Specifically, we ask: How does the task function's execution time grow with its input or workload?
Analyze the time complexity of the following FreeRTOS task function signature and its loop.
void vTaskFunction(void *pvParameters) {
for(;;) {
// Task code here
}
}
This code defines a task function that runs forever in a loop, doing some work repeatedly.
Look for loops or repeated actions inside the task function.
- Primary operation: The infinite
for(;;)loop repeats the task's work. - How many times: It runs endlessly, repeating the task code over and over.
The task runs continuously, so the total execution time grows indefinitely as it keeps running.

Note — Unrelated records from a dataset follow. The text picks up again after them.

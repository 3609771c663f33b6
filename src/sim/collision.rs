//! Contact generation and resolution
//!
//! Circle-circle pairs get the full treatment: positional correction to
//! remove the overlap, then a normal-direction impulse scaled by restitution.
//! Circle-rectangle contacts use a cheaper angle-reflection response, since
//! obstacles are always static.

use glam::Vec2;

use super::state::{Body, Obstacle};
use crate::rotate;

/// Geometry of a detected circle-circle overlap
///
/// Transient: computed fresh for every pair check, never kept across ticks.
/// Holds no body references; resolvers take the two bodies alongside it.
#[derive(Debug, Clone)]
pub struct Contact {
    /// Unit normal from body `a` toward body `b`
    pub normal: Vec2,
    /// Surface point of `b` along the negative normal
    pub start: Vec2,
    /// Surface point of `a` along the normal
    pub end: Vec2,
    /// Penetration distance, `|end - start|`
    pub depth: f32,
}

/// Detect overlap between two disks
///
/// Concentric centers have no meaningful normal; an arbitrary `+X` fallback
/// keeps the tick alive, since two bodies spawned on the same point is a
/// valid state rather than an error.
pub fn circle_circle_contact(a: &Body, b: &Body) -> Option<Contact> {
    let ab = b.pos - a.pos;
    let radius_sum = a.radius + b.radius;
    if ab.length_squared() > radius_sum * radius_sum {
        return None;
    }

    let normal = ab.try_normalize().unwrap_or(Vec2::X);
    let start = b.pos - normal * b.radius;
    let end = a.pos + normal * a.radius;
    let depth = (end - start).length();

    Some(Contact {
        normal,
        start,
        end,
        depth,
    })
}

/// True when the disk overlaps the rectangle
///
/// Boolean only; [`resolve_obstacle`] recomputes the geometry it needs. Also
/// useful to the owner for sensor rectangles (prize slots).
pub fn circle_rect_overlap(body: &Body, rect: &Obstacle) -> bool {
    let nearest = rect.closest_point(body.pos);
    (body.pos - nearest).length_squared() <= body.radius * body.radius
}

/// Positional correction: push the bodies apart along the contact normal in
/// proportion to their inverse masses
///
/// Heavier bodies move less; static bodies not at all. No-op when both are
/// static (guards the division).
pub fn resolve_penetration(a: &mut Body, b: &mut Body, contact: &Contact) {
    let inv_mass_sum = a.inv_mass() + b.inv_mass();
    if inv_mass_sum <= 0.0 {
        return;
    }

    let da = contact.depth * a.inv_mass() / inv_mass_sum;
    let db = contact.depth * b.inv_mass() / inv_mass_sum;

    a.pos -= contact.normal * da;
    b.pos += contact.normal * db;
}

/// Full circle-circle response: de-penetrate, then exchange a single
/// normal-direction impulse
///
/// Effective restitution is the smaller of the two. No friction or
/// tangential component is modeled.
pub fn resolve_contact(a: &mut Body, b: &mut Body, contact: &Contact) {
    resolve_penetration(a, b, contact);

    let inv_mass_sum = a.inv_mass() + b.inv_mass();
    if inv_mass_sum <= 0.0 {
        return;
    }

    let e = a.restitution.min(b.restitution);
    let vrel = a.vel - b.vel;
    let v_rel_dot_normal = vrel.dot(contact.normal);

    let magnitude = -(1.0 + e) * v_rel_dot_normal / inv_mass_sum;
    let impulse = contact.normal * magnitude;

    a.apply_impulse(impulse);
    b.apply_impulse(-impulse);
}

/// Peg/wall bounce against a static rectangle
///
/// Cheaper than the impulse path: when the body is moving toward the
/// rectangle, rotate its velocity by twice the angle from the incoming
/// direction to the surface tangent, then push the body out with an impulse
/// equal to the penetration depth along the separation direction.
pub fn resolve_obstacle(body: &mut Body, rect: &Obstacle) {
    let nearest = rect.closest_point(body.pos);
    let dist = body.pos - nearest;

    if body.vel.dot(dist) < 0.0 {
        let surface = Vec2::new(-dist.y, dist.x);
        let theta = surface.y.atan2(surface.x) - body.vel.y.atan2(body.vel.x);
        body.vel = rotate(body.vel, 2.0 * theta);
    }

    let depth = body.radius - dist.length();
    // center exactly on the rectangle: no separation direction, pick +X
    let outward = dist.try_normalize().unwrap_or(Vec2::X);
    body.apply_impulse(outward * depth);
}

| Input Size (n) | Approx. Operations |
|---|---|
| 10 | Runs 10 times through the loop |
| 100 | Runs 100 times through the loop |
| 1000 | Runs 1000 times through the loop |
Pattern observation: The number of operations grows linearly with how many times the loop runs.
Time Complexity: O(n)
This means the time spent grows directly with the number of loop iterations the task performs.
[X] Wrong: "The task function runs once and then stops, so time is constant."
[OK] Correct: The task function has an infinite loop, so it keeps running repeatedly, making time grow with the number of iterations.
Understanding how task functions run repeatedly helps you explain how embedded systems handle ongoing work efficiently.
"What if the task function had a delay inside the loop? How would that affect the time complexity?"